UPDATE: Essential Research has the Coalition lead nudging up from 54-46 to 55-45, the result of a one point gain on the primary vote to 48 per cent with Labor and the Greens steady on 34 per cent and 10 per cent. On the monthly personal ratings, Tony Abbott has scored what is comfortably his worst ever result from Essential, with his approval down four to a new low of 32 per cent, disapproval upon to a new high of 53 per cent. Julia Gillard has dropped three points on approval to 34 per cent with disapproval steady on 54 per cent, and her lead as preferred prime minister has narrowed slightly from 41-36 to 39-35. Respondents were also asked for which industries, parties and leaders it had been a good or bad year; which government decisions have been most important for Australia’s future; which media are most trusted; and whether the Press Council is doing a good job of regulating the press. Read all about it here.

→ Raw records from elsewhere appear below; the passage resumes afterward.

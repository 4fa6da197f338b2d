#[cfg(test)]
mod tests {
    use torus_life::{
        from_coordinates, stamp_shape, step, Board, Dimensions, NeighborTable, Seed, Simulation,
    };

    fn shape_board(name: &str, width: usize, height: usize, x: usize, y: usize) -> Board {
        let seed = Seed::Shape {
            name: name.to_string(),
            x,
            y,
        };
        seed.build(width, height).unwrap()
    }

    #[test]
    fn test_blinker_has_period_two() {
        let start = shape_board("blinker", 10, 10, 3, 4);
        let table = NeighborTable::build(10, 10).unwrap();
        let once = step(&start, &table).unwrap();
        let twice = step(&once, &table).unwrap();

        let vertical = from_coordinates(10, 10, &[(4, 3), (4, 4), (4, 5)]).unwrap();
        assert_eq!(once, vertical);
        assert_eq!(twice, start);
    }

    #[test]
    fn test_beacon_one_step() {
        let start = shape_board("beacon", 10, 10, 2, 2);
        let table = NeighborTable::build(10, 10).unwrap();

        #[rustfmt::skip]
        let expected = Board::from_bits(10, 10, &[
            0, 0, 0, 0, 0, 0, 0, 0, 0, 0,
            0, 1, 1, 0, 0, 0, 0, 0, 0, 0,
            0, 1, 0, 0, 0, 0, 0, 0, 0, 0,
            0, 0, 0, 0, 1, 0, 0, 0, 0, 0,
            0, 0, 0, 1, 1, 0, 0, 0, 0, 0,
            0, 0, 0, 0, 0, 0, 0, 0, 0, 0,
            0, 0, 0, 0, 0, 0, 0, 0, 0, 0,
            0, 0, 0, 0, 0, 0, 0, 0, 0, 0,
            0, 0, 0, 0, 0, 0, 0, 0, 0, 0,
            0, 0, 0, 0, 0, 0, 0, 0, 0, 0,
        ])
        .unwrap();

        let next = step(&start, &table).unwrap();
        assert_eq!(next, expected, "\n{}", next);
        assert_eq!(step(&next, &table).unwrap(), start);
    }

    #[test]
    fn test_block_is_still_life() {
        let start = shape_board("block", 8, 8, 1, 1);
        let mut sim = Simulation::new(start.clone());
        sim.advance(5);
        assert_eq!(sim.board(), &start);
    }

    #[test]
    fn test_toad_has_period_two() {
        let start = shape_board("toad", 12, 12, 4, 4);
        let mut sim = Simulation::new(start.clone());
        sim.step();
        assert_ne!(sim.board(), &start);
        assert_eq!(sim.population(), 6);
        sim.step();
        assert_eq!(sim.board(), &start);
    }

    /// A glider moves one cell right and one down every 4 generations and
    /// reappears on the opposite side after crossing an edge.
    #[test]
    fn test_glider_wraps_around() {
        let (w, h) = (8, 8);
        let dims = Dimensions::new(w, h).unwrap();
        let blank = Board::blank(dims);
        let mut sim = Simulation::new(stamp_shape(&blank, "glider", 1, 1).unwrap());

        let expected_at = |x: usize, y: usize| {
            let points = [(1, 0), (2, 1), (0, 2), (1, 2), (2, 2)]
                .iter()
                .map(|&(dx, dy)| ((x - 1 + dx) % w + 1, (y - 1 + dy) % h + 1))
                .collect::<Vec<_>>();
            from_coordinates(w, h, &points).unwrap()
        };

        for k in 1..=2 * w {
            sim.advance(4);
            let x = (k % w) + 1;
            let y = (k % h) + 1;
            assert_eq!(sim.board(), &expected_at(x, y), "after {} periods\n{}", k, sim.board());
        }
        assert_eq!(sim.generation(), 8 * w as u64);
    }
}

You can also view full tables from the Nielsen poll here, complete with state breakdowns and such. These show the Coalition’s two-party vote in New South Wales four points higher than last month’s polls, but little change in Victoria.

Author: William Bowe

William Bowe is a Perth-based election analyst and occasional teacher of political science. His blog, The Poll Bludger, has existed in one form or another since 2004, and is one of the most heavily trafficked websites on Australian politics.

6,890 comments on “Nielsen: 57-43 to Coalition”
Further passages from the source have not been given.